Bay of Refugo (), literally the bay of scrap, is a natural bay within the coastal extent of the civil parish of Porto Judeu, in the municipality of Angra do Heroísmo, on the Portuguese island of Terceira (in the archipelago of the Azores). It also refers to the small swimming area that faces into the bay.

History
The beach was formed through the erosion of volcanically-produced lava that originated during a series of eruptions that formed the Guilherme Moniz volcano in 1761. Lavas flowed to the sea by way of the hamlet of Serretinha in the civil parish of Feteira in the direction of Porto Judeu.

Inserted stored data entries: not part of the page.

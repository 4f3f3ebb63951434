use std::fmt;
use std::str::FromStr;

use serde::{Deserialize, Serialize};

use crate::catalog::BEDMAP2_ARCHIVE;
use crate::error::RockhoundError;

/// One of the rasters shipped in the Bedmap2 archive.
#[derive(Debug, Clone, Copy, PartialEq, Eq, Hash, PartialOrd, Ord, Serialize, Deserialize)]
#[serde(rename_all = "snake_case")]
pub enum Bedmap2Dataset {
    Bed,
    Surface,
    Thickness,
    IcemaskGroundedAndShelves,
    Rockmask,
    LakemaskVostok,
    BedUncertainty,
    ThicknessUncertainty5km,
    DataCoverage,
    Geoid,
}

impl Bedmap2Dataset {
    /// Every dataset, in catalog order.
    pub const ALL: [Bedmap2Dataset; 10] = [
        Bedmap2Dataset::Bed,
        Bedmap2Dataset::Surface,
        Bedmap2Dataset::Thickness,
        Bedmap2Dataset::IcemaskGroundedAndShelves,
        Bedmap2Dataset::Rockmask,
        Bedmap2Dataset::LakemaskVostok,
        Bedmap2Dataset::BedUncertainty,
        Bedmap2Dataset::ThicknessUncertainty5km,
        Bedmap2Dataset::DataCoverage,
        Bedmap2Dataset::Geoid,
    ];

    pub fn as_str(&self) -> &'static str {
        match self {
            Bedmap2Dataset::Bed => "bed",
            Bedmap2Dataset::Surface => "surface",
            Bedmap2Dataset::Thickness => "thickness",
            Bedmap2Dataset::IcemaskGroundedAndShelves => "icemask_grounded_and_shelves",
            Bedmap2Dataset::Rockmask => "rockmask",
            Bedmap2Dataset::LakemaskVostok => "lakemask_vostok",
            Bedmap2Dataset::BedUncertainty => "bed_uncertainty",
            Bedmap2Dataset::ThicknessUncertainty5km => "thickness_uncertainty_5km",
            Bedmap2Dataset::DataCoverage => "data_coverage",
            Bedmap2Dataset::Geoid => "geoid",
        }
    }
}

impl fmt::Display for Bedmap2Dataset {
    fn fmt(&self, f: &mut fmt::Formatter<'_>) -> fmt::Result {
        write!(f, "{}", self.as_str())
    }
}

impl FromStr for Bedmap2Dataset {
    type Err = RockhoundError;

    fn from_str(value: &str) -> Result<Self, Self::Err> {
        let normalized = value.trim();
        Bedmap2Dataset::ALL
            .into_iter()
            .find(|dataset| dataset.as_str() == normalized)
            .ok_or_else(|| RockhoundError::InvalidDataset {
                name: value.to_string(),
                archive: BEDMAP2_ARCHIVE.to_string(),
            })
    }
}

/// Which datasets a fetch should load.
#[derive(Debug, Clone, PartialEq, Eq)]
pub enum DatasetSelection {
    All,
    Names(Vec<Bedmap2Dataset>),
}

impl DatasetSelection {
    pub fn single(dataset: Bedmap2Dataset) -> Self {
        DatasetSelection::Names(vec![dataset])
    }

    /// Parses every name up front; the first unknown name fails the whole selection.
    pub fn from_names<I, S>(names: I) -> Result<Self, RockhoundError>
    where
        I: IntoIterator<Item = S>,
        S: AsRef<str>,
    {
        let datasets = names
            .into_iter()
            .map(|name| name.as_ref().parse())
            .collect::<Result<Vec<Bedmap2Dataset>, RockhoundError>>()?;
        Ok(DatasetSelection::Names(datasets))
    }

    /// Expands the selection into an explicit ordered list with repeats removed.
    pub fn normalize(&self) -> Vec<Bedmap2Dataset> {
        match self {
            DatasetSelection::All => Bedmap2Dataset::ALL.to_vec(),
            DatasetSelection::Names(names) => {
                let mut ordered = Vec::with_capacity(names.len());
                for name in names {
                    if !ordered.contains(name) {
                        ordered.push(*name);
                    }
                }
                ordered
            }
        }
    }
}

impl From<Bedmap2Dataset> for DatasetSelection {
    fn from(value: Bedmap2Dataset) -> Self {
        DatasetSelection::single(value)
    }
}

impl From<Vec<Bedmap2Dataset>> for DatasetSelection {
    fn from(value: Vec<Bedmap2Dataset>) -> Self {
        DatasetSelection::Names(value)
    }
}

impl FromStr for DatasetSelection {
    type Err = RockhoundError;

    /// Accepts `all` or a comma separated list of dataset names.
    fn from_str(value: &str) -> Result<Self, Self::Err> {
        let trimmed = value.trim();
        if trimmed == "all" {
            return Ok(DatasetSelection::All);
        }
        DatasetSelection::from_names(trimmed.split(',').map(str::trim))
    }
}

The lava's path is still traceable: an area of scorched land characterized by black blocks of basalt mixed with large amounts of slag. When the lava flow neared the sea, it spread out and entered the salt water at several points, among them the Bay of Refugo. 
    
On 28 August 1893, a hurricane, at the time the largest storm in human memory, caused tremendous tidal surges together with punishing winds that ruined homes, churches, and barns that surrounded the bay. Ports were battered and a large number of vessels were lost. The damage caused by this hurricane is still visible near some sections of the southern coast, particularly in the former and now abandoned Church of São Mateus da Calehta (Igreja Velha de São Mateus da Calheta) and the homes of the Bay of Refugo.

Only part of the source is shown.